Researchers found a protein in liver cancer that can make it more aggressive and not respond to therapy. Their findings, which were recently published in the Journal of Hepatology, may lay the groundwork for broadening the group of patients with liver cancer whose disease can be treated with immune checkpoint inhibitors.
The study explained that as cancers became more heterogenous – meaning that there are many diverse mutations and therefore different proteins in the disease – they became more aggressive, leading to worse outcomes for the patient.
“Patients with short survival times tend to have more heterogenous tumors than those who have more simplified tumor composition,” study author Xin Wei Wang, deputy chief of the Laboratory of Human Carcinogenesis, said in a statement.

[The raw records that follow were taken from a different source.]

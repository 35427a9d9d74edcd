//! Health Check API Handler
//!
//! Simple health check endpoint for monitoring.

use axum::{http::StatusCode, response::IntoResponse};

/// GET /healthz
/// Health check endpoint
pub async fn health_check() -> impl IntoResponse {
    (StatusCode::OK, "ok")
}
//! Source checkout
//!
//! Shallow-clones the job's repository into the execution directory and,
//! when a ref is given, fetches and checks out exactly that ref. Transport
//! hiccups are retried, the later attempts forcing HTTP/1.1; authentication
//! failures are not.

use std::path::Path;
use std::sync::Arc;
use std::time::Duration;

use anyhow::{Result, bail};
use ciwi_core::domain::job::SourceSpec;
use tokio::time::Instant;
use tokio_util::sync::CancellationToken;
use tracing::{info, warn};

use super::process::{ProcessOutcome, ProcessSpec, run_process};
use crate::service::{InMemoryLogBuffer, LogBufferService};

/// Clone attempts before giving up on a transport error
pub const CHECKOUT_ATTEMPTS: u32 = 3;

const GIT_TIMEOUT: Duration = Duration::from_secs(30 * 60);

const TRANSIENT_MARKERS: [&str; 12] = [
    "http/2 stream",
    "stream was not closed cleanly",
    "connection reset",
    "connection timed out",
    "operation timed out",
    "timed out",
    "early eof",
    "unexpected disconnect",
    "the remote end hung up unexpectedly",
    "rpc failed",
    "could not resolve host",
    "gnutls_handshake",
];

const AUTH_MARKERS: [&str; 6] = [
    "authentication failed",
    "permission denied",
    "could not read username",
    "could not read password",
    "access denied",
    "the requested url returned error: 403",
];

/// Git failure that will not go away by retrying
pub fn is_auth_failure(output: &str) -> bool {
    let lower = output.to_ascii_lowercase();
    AUTH_MARKERS.iter().any(|m| lower.contains(m))
}

/// Git failure caused by the network rather than the request
pub fn is_transient_failure(output: &str) -> bool {
    if is_auth_failure(output) {
        return false;
    }
    let lower = output.to_ascii_lowercase();
    TRANSIENT_MARKERS.iter().any(|m| lower.contains(m))
}

/// Git invocations for one attempt
pub fn checkout_commands(source: &SourceSpec, dir: &Path, http1: bool) -> Vec<ProcessSpec> {
    let dir = dir.to_string_lossy().to_string();
    let git = |args: &[&str]| {
        let mut spec = ProcessSpec::new("git");
        if http1 {
            spec = spec.args(["-c", "http.version=HTTP/1.1"]);
        }
        spec.args(args.iter().copied())
    };

    let mut commands = vec![git(&["clone", "--depth", "1", source.repo.trim(), dir.as_str()])];
    let git_ref = source.git_ref.trim();
    if !git_ref.is_empty() {
        commands.push(git(&["-C", dir.as_str(), "fetch", "--depth", "1", "origin", git_ref]));
        commands.push(git(&["-C", dir.as_str(), "checkout", "--force", "FETCH_HEAD"]));
    }
    for cmd in &mut commands {
        // Never wait for credentials on a terminal nobody watches
        cmd.env
            .insert("GIT_TERMINAL_PROMPT".to_string(), "0".to_string());
    }
    commands
}

/// Checks out `source` into `dir`, writing breadcrumbs into `output`
pub async fn checkout(
    source: &SourceSpec,
    dir: &Path,
    output: Arc<dyn LogBufferService>,
    cancel: &CancellationToken,
) -> Result<()> {
    if source.repo.trim().is_empty() {
        bail!("source repository is empty");
    }

    let mut last_error = String::new();
    for attempt in 1..=CHECKOUT_ATTEMPTS {
        let http1 = attempt > 1;
        output.line(&format!(
            "[checkout] cloning {} (attempt {}/{}{})",
            source.repo.trim(),
            attempt,
            CHECKOUT_ATTEMPTS,
            if http1 { ", http/1.1" } else { "" }
        ));

        clear_dir(dir).await?;
        match run_attempt(source, dir, Arc::clone(&output), cancel, http1).await? {
            AttemptResult::Done => {
                output.line("[checkout] done");
                info!(repo = %source.repo, "Checkout complete");
                return Ok(());
            }
            AttemptResult::Cancelled => bail!("checkout interrupted"),
            AttemptResult::Failed(text) => {
                if !is_transient_failure(&text) {
                    bail!("git checkout failed: {}", last_line(&text));
                }
                warn!(repo = %source.repo, attempt, "Transient checkout failure");
                output.line("[checkout] transient transport error, retrying");
                last_error = last_line(&text);
                tokio::time::sleep(Duration::from_secs(u64::from(attempt))).await;
            }
        }
    }
    bail!(
        "git checkout failed after {} attempts: {}",
        CHECKOUT_ATTEMPTS,
        last_error
    )
}

enum AttemptResult {
    Done,
    Cancelled,
    Failed(String),
}

async fn run_attempt(
    source: &SourceSpec,
    dir: &Path,
    output: Arc<dyn LogBufferService>,
    cancel: &CancellationToken,
    http1: bool,
) -> Result<AttemptResult> {
    let deadline = Instant::now() + GIT_TIMEOUT;
    for command in checkout_commands(source, dir, http1) {
        let captured = InMemoryLogBuffer::new();
        let outcome = run_process(
            &command,
            Arc::new(captured.clone()),
            cancel,
            Some(deadline),
        )
        .await?;
        let text = captured.snapshot();
        output.write(text.as_bytes());

        match outcome {
            ProcessOutcome::Exited(0) => {}
            ProcessOutcome::Cancelled => return Ok(AttemptResult::Cancelled),
            ProcessOutcome::TimedOut => {
                return Ok(AttemptResult::Failed("git operation timed out".to_string()));
            }
            ProcessOutcome::Exited(_) => return Ok(AttemptResult::Failed(text)),
        }
    }
    Ok(AttemptResult::Done)
}

/// Empties `dir` so `git clone` can write into it
async fn clear_dir(dir: &Path) -> Result<()> {
    if tokio::fs::try_exists(dir).await.unwrap_or(false) {
        tokio::fs::remove_dir_all(dir).await?;
    }
    tokio::fs::create_dir_all(dir).await?;
    Ok(())
}

fn last_line(text: &str) -> String {
    text.lines()
        .rev()
        .map(str::trim)
        .find(|l| !l.is_empty())
        .unwrap_or("unknown error")
        .to_string()
}
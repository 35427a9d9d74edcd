//! Artifact collection and upload
//!
//! Expands the job's glob patterns below the execution directory, applies
//! the per-file and per-job caps, and uploads everything in one request.

use std::collections::BTreeMap;
use std::path::{Path, PathBuf};

use anyhow::{Context, Result};
use base64::Engine;
use base64::engine::general_purpose::STANDARD;
use ciwi_core::dto::artifact::{UploadArtifact, UploadArtifactsRequest};

use super::workspace::safe_join;
use crate::repository::JobRepository;
use crate::service::LogBufferService;

/// Largest single artifact the agent uploads
pub const MAX_ARTIFACT_FILE_BYTES: u64 = 64 * 1024 * 1024;

/// Most artifacts uploaded per job
pub const MAX_ARTIFACT_FILES: usize = 2000;

/// A file selected for upload
#[derive(Debug, Clone, PartialEq, Eq)]
pub struct CollectedArtifact {
    /// Path relative to the execution directory, `/`-separated
    pub rel: String,
    pub path: PathBuf,
    pub size: u64,
}

/// Relative `/`-separated path of `path` below `root`, if it stays inside
fn relative_to(root: &Path, path: &Path) -> Option<String> {
    let rel = path.strip_prefix(root).ok()?;
    let rel = rel
        .components()
        .map(|c| c.as_os_str().to_string_lossy().to_string())
        .collect::<Vec<_>>()
        .join("/");
    // Round-trip through the path guard to refuse `..` and friends
    safe_join(root, &rel).map(|_| rel)
}

/// Files matched by `globs` below `root`, deduplicated and capped
pub fn collect(root: &Path, globs: &[String], output: &dyn LogBufferService) -> Result<Vec<CollectedArtifact>> {
    let escaped_root = glob::Pattern::escape(&root.to_string_lossy());
    let mut selected: BTreeMap<String, CollectedArtifact> = BTreeMap::new();

    'patterns: for pattern in globs.iter().map(|g| g.trim()).filter(|g| !g.is_empty()) {
        let normalized = pattern.replace('\\', "/");
        if Path::new(&normalized).is_absolute() || normalized.split('/').any(|p| p == "..") {
            output.line(&format!("[artifacts] skipping unsafe pattern {pattern}"));
            continue;
        }

        let full = format!("{}/{}", escaped_root.trim_end_matches('/'), normalized);
        let matches =
            glob::glob(&full).with_context(|| format!("invalid artifact pattern {pattern}"))?;

        for entry in matches {
            let path = match entry {
                Ok(path) => path,
                Err(e) => {
                    output.line(&format!("[artifacts] cannot read {}", e.path().display()));
                    continue;
                }
            };
            // Symlinks pointing outside the root are not followed
            let Ok(meta) = std::fs::symlink_metadata(&path) else { continue };
            if !meta.is_file() {
                continue;
            }
            let Some(rel) = relative_to(root, &path) else {
                output.line(&format!(
                    "[artifacts] skipping {} outside the workspace",
                    path.display()
                ));
                continue;
            };
            if selected.contains_key(&rel) {
                continue;
            }
            if meta.len() > MAX_ARTIFACT_FILE_BYTES {
                output.line(&format!(
                    "[artifacts] skipping {} ({} bytes exceeds the {} byte limit)",
                    rel,
                    meta.len(),
                    MAX_ARTIFACT_FILE_BYTES
                ));
                continue;
            }
            if selected.len() >= MAX_ARTIFACT_FILES {
                output.line(&format!(
                    "[artifacts] file limit of {MAX_ARTIFACT_FILES} reached, ignoring the rest"
                ));
                break 'patterns;
            }
            selected.insert(
                rel.clone(),
                CollectedArtifact {
                    rel,
                    path,
                    size: meta.len(),
                },
            );
        }
    }

    Ok(selected.into_values().collect())
}

/// Reads and uploads `artifacts` in a single request
pub async fn upload(
    repo: &dyn JobRepository,
    job_id: &str,
    agent_id: &str,
    artifacts: &[CollectedArtifact],
) -> Result<()> {
    let mut items = Vec::with_capacity(artifacts.len());
    for artifact in artifacts {
        let bytes = tokio::fs::read(&artifact.path)
            .await
            .with_context(|| format!("failed to read artifact {}", artifact.rel))?;
        items.push(UploadArtifact {
            path: artifact.rel.clone(),
            data_base64: STANDARD.encode(bytes),
        });
    }

    let req = UploadArtifactsRequest {
        agent_id: agent_id.to_string(),
        artifacts: items,
    };
    repo.upload_artifacts(job_id, &req)
        .await
        .context("artifact upload failed")?;
    Ok(())
}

Wang, who holds a postdoctoral degree, and his colleagues analyzed 46 tumor samples from patients with hepatocellular carcinoma (HCC) and 37 samples of intrahepatic cholangiocarcinoma (iCCA). They found that when tumors contained a protein called osteopontin, they tended to have higher tumor heterogeneity. The researchers theorized that somehow, oestopontin may help tumors to evade treatment.
“In patients who are not responsive to treatment, this protein is elevated,” Wang said. “So functionally, this protein may be acting as the driver to make the tumor cells more likely to escape from treatment.”
Of note, researchers have been struggling to find a way to understand why some patients with liver cancer have disease that does not respond to immune checkpoint inhibitors, or that responds and then stops responding.
“If we have a therapy that blocks osteopontin, in combination with a checkpoint inhibitor, presumably we can increase the treatment efficacy,” Wang said.